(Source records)
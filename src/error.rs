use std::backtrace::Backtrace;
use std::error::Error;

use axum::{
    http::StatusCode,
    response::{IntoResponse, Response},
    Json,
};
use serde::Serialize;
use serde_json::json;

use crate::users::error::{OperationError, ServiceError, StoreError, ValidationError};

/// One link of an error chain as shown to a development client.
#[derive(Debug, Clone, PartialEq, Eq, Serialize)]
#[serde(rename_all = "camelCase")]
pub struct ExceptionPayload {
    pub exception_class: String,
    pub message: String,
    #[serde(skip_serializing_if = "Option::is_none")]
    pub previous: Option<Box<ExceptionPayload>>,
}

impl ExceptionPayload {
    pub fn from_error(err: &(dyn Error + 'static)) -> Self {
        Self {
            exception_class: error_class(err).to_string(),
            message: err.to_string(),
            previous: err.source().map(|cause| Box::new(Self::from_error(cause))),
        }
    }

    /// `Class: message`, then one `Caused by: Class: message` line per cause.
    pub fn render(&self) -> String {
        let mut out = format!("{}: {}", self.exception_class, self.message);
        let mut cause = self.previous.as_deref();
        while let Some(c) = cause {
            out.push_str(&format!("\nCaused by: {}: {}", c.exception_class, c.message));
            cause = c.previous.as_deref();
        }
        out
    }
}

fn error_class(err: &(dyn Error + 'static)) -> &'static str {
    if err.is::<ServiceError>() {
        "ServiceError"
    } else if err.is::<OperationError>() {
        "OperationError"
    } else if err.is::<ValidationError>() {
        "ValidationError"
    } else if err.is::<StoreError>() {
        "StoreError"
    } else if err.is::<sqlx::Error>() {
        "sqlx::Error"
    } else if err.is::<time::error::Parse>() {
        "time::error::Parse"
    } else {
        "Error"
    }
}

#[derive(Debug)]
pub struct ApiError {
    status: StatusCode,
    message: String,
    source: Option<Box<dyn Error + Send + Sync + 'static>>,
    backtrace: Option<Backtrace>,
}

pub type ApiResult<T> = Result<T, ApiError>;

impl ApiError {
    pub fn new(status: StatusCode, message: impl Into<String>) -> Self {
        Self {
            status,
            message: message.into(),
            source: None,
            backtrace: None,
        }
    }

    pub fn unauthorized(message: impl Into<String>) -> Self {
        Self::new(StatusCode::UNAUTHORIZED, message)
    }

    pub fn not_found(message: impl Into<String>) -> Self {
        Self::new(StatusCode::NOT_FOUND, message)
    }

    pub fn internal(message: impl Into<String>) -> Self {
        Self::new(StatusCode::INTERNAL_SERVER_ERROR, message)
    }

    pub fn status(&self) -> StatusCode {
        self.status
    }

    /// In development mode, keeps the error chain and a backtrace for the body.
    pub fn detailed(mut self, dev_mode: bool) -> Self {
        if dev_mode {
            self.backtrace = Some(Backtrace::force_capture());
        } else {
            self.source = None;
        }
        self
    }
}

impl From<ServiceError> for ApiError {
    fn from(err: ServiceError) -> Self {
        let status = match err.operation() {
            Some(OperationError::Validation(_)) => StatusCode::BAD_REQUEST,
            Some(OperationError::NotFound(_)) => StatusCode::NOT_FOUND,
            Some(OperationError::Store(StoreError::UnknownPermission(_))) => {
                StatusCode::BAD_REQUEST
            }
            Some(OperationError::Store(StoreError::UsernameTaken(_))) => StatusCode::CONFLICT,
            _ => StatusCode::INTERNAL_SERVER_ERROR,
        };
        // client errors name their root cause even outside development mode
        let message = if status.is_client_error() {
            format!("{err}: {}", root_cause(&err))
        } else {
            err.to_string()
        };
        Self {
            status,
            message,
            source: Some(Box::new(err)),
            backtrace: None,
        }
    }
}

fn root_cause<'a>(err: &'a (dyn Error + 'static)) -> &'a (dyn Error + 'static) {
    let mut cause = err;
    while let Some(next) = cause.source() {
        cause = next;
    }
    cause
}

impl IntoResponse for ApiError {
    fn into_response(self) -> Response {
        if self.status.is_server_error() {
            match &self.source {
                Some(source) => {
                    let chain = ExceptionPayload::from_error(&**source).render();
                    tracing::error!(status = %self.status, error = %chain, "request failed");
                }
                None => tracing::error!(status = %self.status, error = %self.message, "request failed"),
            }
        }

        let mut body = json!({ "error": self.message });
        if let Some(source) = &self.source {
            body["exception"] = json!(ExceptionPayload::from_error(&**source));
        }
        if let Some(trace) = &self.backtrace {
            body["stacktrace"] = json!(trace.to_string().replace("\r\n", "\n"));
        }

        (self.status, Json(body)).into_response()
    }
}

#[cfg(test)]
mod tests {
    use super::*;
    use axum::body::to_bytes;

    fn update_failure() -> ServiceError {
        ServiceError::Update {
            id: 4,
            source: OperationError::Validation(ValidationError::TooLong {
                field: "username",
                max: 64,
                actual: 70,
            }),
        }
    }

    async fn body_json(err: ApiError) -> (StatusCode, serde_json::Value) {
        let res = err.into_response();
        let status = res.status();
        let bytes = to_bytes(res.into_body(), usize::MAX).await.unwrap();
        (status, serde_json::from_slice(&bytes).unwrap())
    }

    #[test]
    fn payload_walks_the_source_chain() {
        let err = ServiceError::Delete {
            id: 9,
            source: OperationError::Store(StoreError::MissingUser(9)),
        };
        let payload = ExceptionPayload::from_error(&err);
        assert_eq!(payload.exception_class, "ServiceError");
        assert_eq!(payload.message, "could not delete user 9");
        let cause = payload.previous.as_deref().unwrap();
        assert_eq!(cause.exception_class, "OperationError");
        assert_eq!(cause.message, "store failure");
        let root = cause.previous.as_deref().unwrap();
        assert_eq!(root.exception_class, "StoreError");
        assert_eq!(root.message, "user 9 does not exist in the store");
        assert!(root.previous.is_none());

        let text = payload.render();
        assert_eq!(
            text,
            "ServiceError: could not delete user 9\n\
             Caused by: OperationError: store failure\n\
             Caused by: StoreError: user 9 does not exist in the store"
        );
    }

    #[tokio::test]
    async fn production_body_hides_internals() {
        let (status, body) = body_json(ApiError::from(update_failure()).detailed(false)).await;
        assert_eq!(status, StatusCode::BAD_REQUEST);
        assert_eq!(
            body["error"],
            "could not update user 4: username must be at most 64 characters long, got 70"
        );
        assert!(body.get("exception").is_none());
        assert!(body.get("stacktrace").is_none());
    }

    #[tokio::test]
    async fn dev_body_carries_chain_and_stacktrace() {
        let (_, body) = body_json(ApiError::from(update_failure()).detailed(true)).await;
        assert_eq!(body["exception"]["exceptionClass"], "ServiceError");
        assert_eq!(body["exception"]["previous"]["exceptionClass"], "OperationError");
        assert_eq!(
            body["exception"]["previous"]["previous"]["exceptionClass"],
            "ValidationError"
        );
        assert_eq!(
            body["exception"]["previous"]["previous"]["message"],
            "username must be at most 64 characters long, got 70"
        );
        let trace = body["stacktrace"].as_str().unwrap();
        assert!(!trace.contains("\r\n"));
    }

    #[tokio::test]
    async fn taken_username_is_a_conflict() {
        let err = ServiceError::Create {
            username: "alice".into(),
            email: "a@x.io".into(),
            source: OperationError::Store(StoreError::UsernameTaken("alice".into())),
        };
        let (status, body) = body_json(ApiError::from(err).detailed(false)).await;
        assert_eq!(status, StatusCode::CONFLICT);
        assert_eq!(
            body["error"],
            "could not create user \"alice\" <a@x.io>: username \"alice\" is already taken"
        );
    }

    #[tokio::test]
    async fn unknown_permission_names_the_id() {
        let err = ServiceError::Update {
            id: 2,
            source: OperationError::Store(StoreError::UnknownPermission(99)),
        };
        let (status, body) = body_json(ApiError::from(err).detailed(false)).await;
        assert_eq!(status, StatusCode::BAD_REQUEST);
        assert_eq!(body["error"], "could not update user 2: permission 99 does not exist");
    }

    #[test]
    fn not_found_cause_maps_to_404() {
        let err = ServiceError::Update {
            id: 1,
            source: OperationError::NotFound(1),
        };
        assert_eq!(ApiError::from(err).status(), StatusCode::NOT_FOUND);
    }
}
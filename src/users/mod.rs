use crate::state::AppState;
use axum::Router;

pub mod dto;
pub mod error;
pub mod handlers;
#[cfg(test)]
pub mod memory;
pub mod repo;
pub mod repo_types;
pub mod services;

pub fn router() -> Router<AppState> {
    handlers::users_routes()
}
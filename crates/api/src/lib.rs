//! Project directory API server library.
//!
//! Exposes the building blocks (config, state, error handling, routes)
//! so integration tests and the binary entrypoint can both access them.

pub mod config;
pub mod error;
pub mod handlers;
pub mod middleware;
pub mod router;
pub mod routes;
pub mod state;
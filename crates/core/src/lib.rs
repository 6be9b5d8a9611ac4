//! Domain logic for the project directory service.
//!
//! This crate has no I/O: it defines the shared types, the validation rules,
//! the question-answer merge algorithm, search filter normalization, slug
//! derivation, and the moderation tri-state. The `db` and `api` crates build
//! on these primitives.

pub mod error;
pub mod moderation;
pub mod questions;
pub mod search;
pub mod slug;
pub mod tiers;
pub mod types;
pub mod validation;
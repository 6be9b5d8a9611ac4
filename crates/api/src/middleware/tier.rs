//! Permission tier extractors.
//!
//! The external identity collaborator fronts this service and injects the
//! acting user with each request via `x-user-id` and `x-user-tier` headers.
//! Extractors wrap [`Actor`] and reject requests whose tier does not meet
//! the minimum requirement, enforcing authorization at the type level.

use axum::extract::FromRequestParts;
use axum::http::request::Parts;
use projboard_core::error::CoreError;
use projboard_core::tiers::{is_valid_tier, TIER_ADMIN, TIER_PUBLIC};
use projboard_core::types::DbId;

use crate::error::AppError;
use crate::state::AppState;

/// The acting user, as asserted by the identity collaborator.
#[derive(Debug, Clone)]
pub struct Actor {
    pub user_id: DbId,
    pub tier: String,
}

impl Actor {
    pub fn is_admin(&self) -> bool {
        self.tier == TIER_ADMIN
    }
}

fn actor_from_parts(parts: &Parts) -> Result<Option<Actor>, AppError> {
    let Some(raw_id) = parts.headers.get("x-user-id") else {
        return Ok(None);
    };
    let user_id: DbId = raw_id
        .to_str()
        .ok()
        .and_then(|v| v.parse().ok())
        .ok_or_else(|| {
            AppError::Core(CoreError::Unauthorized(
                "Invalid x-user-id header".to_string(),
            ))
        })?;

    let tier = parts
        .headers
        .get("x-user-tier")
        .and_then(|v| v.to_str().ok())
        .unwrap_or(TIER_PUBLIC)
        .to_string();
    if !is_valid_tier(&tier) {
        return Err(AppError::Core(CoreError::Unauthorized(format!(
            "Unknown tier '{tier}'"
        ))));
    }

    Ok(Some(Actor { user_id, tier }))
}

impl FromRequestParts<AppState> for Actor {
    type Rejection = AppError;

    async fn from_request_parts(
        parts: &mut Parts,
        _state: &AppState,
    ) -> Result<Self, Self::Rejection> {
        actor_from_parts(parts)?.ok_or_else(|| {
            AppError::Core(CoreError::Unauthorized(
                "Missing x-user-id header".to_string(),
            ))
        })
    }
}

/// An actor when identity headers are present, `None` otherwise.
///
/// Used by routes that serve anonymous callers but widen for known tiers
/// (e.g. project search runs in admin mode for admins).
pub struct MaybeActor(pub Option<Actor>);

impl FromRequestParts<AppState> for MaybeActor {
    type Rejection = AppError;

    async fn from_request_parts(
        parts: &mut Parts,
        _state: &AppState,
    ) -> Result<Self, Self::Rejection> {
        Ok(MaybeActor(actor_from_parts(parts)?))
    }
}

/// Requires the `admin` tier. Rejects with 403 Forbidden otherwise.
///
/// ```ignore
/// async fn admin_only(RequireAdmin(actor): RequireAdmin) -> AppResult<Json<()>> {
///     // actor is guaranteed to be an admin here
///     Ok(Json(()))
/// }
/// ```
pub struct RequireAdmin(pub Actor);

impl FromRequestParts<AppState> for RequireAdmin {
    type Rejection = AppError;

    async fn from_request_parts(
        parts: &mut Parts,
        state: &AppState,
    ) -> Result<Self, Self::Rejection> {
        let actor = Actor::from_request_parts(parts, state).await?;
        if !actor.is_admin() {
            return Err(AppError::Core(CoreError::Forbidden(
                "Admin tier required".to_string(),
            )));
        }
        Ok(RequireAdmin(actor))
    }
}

## EXERCISE
Copy from the entries above each line in which the string "detailed" can be found.

## EXERCISE ANSWER
    pub fn detailed(mut self, dev_mode: bool) -> Self {
        let (status, body) = body_json(ApiError::from(update_failure()).detailed(false)).await;
        let (_, body) = body_json(ApiError::from(update_failure()).detailed(true)).await;
        let (status, body) = body_json(ApiError::from(err).detailed(false)).await;
        let (status, body) = body_json(ApiError::from(err).detailed(false)).await;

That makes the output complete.